Getting Cozy on the Bus

We know personal space on some of the bus routes is getting…tight. Ridership has been increasing steadily since January. We don’t yet have the final ridership numbers tallied for May, but bus drivers and riders are reporting fuller-than-usual buses, some standing-room-only. Particularly on the Express routes, personal space is becoming a premium.

We’re working hard to provide some relief, and expect to have a number of supplementary services in place within a week. As of today, we have restored certain trips on Express routes 982 and 983 that were removed when UT’s spring semester concluded. These routes typically go to a reduced frequency for the summer, when fewer people tend to ride. However, we have moved them back into a full-service schedule because of demand.

Wherever feasible, we’ve also made best use of our bus fleet to alleviate crowding. For example, if a 35-foot bus is assigned normally to a route, and that route is near capacity, but another route is not very crowded and uses a 40-foot bus, sometimes we can swap the buses.

By next week we expect to have additional buses assigned to provide some additional capacity on the busiest express routes.

Capital Metro is in a fairly good position to handle a large increase in ridership during the summer, because some routes are not in service while school and college are out. (Ergo, we have more resources available to deal with crowding on other routes). It becomes more problematic in the fall, when the majority of our buses and bus drivers are scheduled. And that doesn’t take into consideration the costs involved with adding frequency to a route… it’s expensive. I’ll post more about that in a few days.

6 thoughts on “Getting Cozy on the Bus

  1. pioneergrrrl

    You’d ALWAYS have EVEN higher numbers if this agency finally and effectively required all drivers to wait until the bus was empty.

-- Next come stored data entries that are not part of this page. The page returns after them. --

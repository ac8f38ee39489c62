use thiserror::Error;

/// Errors produced by the storage tiers and their backends.
///
/// Messages carry keys and backend reasons only; values and key bytes never
/// end up in an error.
#[derive(Debug, Error, Clone, PartialEq, Eq)]
pub enum StorageError {
    /// A required platform primitive (session storage, structured storage,
    /// cryptography) is missing.
    #[error("environment unavailable: {primitive}")]
    EnvironmentUnavailable { primitive: String },
    /// Ciphertext could not be decrypted (wrong or missing key, corruption).
    #[error("decryption failed: {reason}")]
    Decryption { reason: String },
    /// Stored or supplied payload is not valid JSON for the expected shape.
    #[error("serialization failed: {reason}")]
    Serialization { reason: String },
    /// Structured-storage backend rejected or failed a transaction.
    #[error("transaction failed: {reason}")]
    Transaction { reason: String },
    /// Caller passed an argument the layer cannot honor.
    #[error("invalid argument: {reason}")]
    InvalidArgument { reason: String },
}

impl StorageError {
    pub fn serialization<E: ToString>(err: E) -> Self {
        Self::Serialization {
            reason: err.to_string(),
        }
    }

    pub fn transaction<E: ToString>(err: E) -> Self {
        Self::Transaction {
            reason: err.to_string(),
        }
    }
}

impl From<serde_json::Error> for StorageError {
    fn from(err: serde_json::Error) -> Self {
        Self::serialization(err)
    }
}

    Then they would have to click on a ‘not in service’ sign each and every time before taking a personal break for any reason.

    Already successfully being practiced by other Texas public transit agencies, the practice will at last make Capital Metro a reliable and legitimate community resource.

    Austin is the first city where I’ve seen ‘help wanted’ ads not requiring courier duty explicitly ask for reliable transportation. And we’re allegedly supposed to be a ‘green city’. Hah!

    Enough is enough, quit coddling goof-off drivers! They waste both tax-payer time and gas money, particularly stranding those of us who will never be able to drive because of medical reasons.

  2. justmythoughts

    Pioneergrrl, have you ever asked the bus driver what’s the deal with the stop and and how long he’ll be stopped?

    Personally, I find myself more annoyed when I don’t know what’s going on. But from what I’ve learned as a rider so far, drivers take mini breaks for various reasons such as to get back on schedule when they are ahead or to take a short break to stretch their legs. And as for me, I’d prefer a person driving a bus I’m on not stay safe and take breaks as needed.

  3. Robert James Morales

    I’ve had experience on multiple occasions where the driver was ordered to park the bus until a replacement vehicle came. This usually takes 20 minutes or more, and is usually on a route where I’m *going* to work. I usually just get out and walk the rest of the way, but there are plenty of people who wouldn’t be able to do that — they are stuck with the 20-minute delay on a bus that, to them, seems to be just fine.

  4. Adam

    I would love more 982 routes going south in the morning. I took a later bus today and for the first time in June, I got to sit down on the bus going downtown. There are often 15 or more people standing. Some decide to drive and don’t get on or it would be even worse.

  5. James

    For some reason, CapMetro stopped using the large tour-style (MCI) buses on the 7 AM trip for #935 as of the last mark-up. When that trip leaves now, there are frequently 10 people remaining at Tech Ridge.

    Unreliable service is no way to reduce congestion or to dump the pump!

  6. Gloria Cobain

    There is no non-emergency reason for the *drivers* to not be driving after passengers have boarded and already paid our fares.

    Breaks should only be taken when passengers are off the bus and a ‘not in service’ sign is clicked on. This ensures a driver can rest and a prospective passenger will not board expecting to travel to their needed destination.

    It is already standard practice throughout the entire public transit industry. And a Capital City whose transit agency has been running since 1985 should not continue delay of implementation here.

    There is no reason why passengers need to be on board for the driver’s personal break.

    This only holds up our schedules when we could instead have boarded a working bus.